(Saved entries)
--- START ---
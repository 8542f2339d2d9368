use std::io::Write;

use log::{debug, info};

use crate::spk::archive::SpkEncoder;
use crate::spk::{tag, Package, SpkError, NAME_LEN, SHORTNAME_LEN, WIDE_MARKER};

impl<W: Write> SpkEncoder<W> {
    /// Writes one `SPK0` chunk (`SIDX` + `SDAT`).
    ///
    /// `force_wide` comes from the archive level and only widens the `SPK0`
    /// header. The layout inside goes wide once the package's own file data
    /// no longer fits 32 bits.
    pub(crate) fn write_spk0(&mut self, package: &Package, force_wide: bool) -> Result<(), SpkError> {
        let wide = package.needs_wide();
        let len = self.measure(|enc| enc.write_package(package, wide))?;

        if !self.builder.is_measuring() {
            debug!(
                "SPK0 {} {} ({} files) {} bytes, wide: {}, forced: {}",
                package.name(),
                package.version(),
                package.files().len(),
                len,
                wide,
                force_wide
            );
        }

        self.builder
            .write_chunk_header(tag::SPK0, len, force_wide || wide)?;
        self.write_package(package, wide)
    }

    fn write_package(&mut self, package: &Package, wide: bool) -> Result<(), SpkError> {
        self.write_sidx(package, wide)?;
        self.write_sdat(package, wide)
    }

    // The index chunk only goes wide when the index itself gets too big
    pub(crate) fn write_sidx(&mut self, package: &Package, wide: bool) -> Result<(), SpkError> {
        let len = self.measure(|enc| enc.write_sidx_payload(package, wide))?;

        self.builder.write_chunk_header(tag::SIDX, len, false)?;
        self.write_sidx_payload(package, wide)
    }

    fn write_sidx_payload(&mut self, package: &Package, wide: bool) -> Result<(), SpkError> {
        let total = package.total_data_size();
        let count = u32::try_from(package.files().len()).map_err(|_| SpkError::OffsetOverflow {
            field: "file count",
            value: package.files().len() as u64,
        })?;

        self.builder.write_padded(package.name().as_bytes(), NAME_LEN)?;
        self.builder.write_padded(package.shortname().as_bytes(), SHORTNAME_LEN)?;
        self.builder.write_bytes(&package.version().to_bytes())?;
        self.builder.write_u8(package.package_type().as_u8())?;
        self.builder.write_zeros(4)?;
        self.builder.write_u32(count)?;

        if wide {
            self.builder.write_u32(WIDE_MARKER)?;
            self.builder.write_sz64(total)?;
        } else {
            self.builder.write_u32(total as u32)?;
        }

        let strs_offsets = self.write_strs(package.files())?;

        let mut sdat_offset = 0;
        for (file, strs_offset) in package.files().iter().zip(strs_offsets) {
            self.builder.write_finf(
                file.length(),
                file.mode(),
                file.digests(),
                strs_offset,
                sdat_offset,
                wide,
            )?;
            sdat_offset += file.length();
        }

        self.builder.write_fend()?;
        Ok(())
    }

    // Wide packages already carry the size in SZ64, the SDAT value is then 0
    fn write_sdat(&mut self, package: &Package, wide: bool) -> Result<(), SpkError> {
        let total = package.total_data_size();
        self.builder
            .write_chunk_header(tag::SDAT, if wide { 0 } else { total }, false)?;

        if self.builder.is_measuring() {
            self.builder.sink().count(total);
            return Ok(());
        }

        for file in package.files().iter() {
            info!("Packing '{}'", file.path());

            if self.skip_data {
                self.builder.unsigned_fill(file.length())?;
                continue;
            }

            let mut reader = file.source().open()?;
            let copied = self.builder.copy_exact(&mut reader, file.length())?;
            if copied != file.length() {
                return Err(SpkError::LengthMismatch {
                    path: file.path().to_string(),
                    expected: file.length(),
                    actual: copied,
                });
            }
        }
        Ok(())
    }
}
--- END ---
--- START ---
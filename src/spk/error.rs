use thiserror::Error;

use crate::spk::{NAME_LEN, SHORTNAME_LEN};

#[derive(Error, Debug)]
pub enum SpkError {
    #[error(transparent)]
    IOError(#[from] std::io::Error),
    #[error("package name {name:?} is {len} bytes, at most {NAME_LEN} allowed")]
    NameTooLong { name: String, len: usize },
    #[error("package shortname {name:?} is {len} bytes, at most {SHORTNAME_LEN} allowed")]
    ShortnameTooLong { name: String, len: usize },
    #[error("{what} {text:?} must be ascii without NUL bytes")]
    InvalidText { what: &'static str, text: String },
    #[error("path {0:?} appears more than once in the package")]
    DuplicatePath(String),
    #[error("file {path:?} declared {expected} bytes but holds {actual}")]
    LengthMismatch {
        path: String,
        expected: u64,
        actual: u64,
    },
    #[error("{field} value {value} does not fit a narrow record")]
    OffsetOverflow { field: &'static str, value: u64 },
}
--- END ---
## TASK TO COMPLETE
Gather up every line in the data above that contains the word "else", copying each one.

## EXERCISE RESULT
        } else {
            .write_chunk_header(tag::SDAT, if wide { 0 } else { total }, false)?;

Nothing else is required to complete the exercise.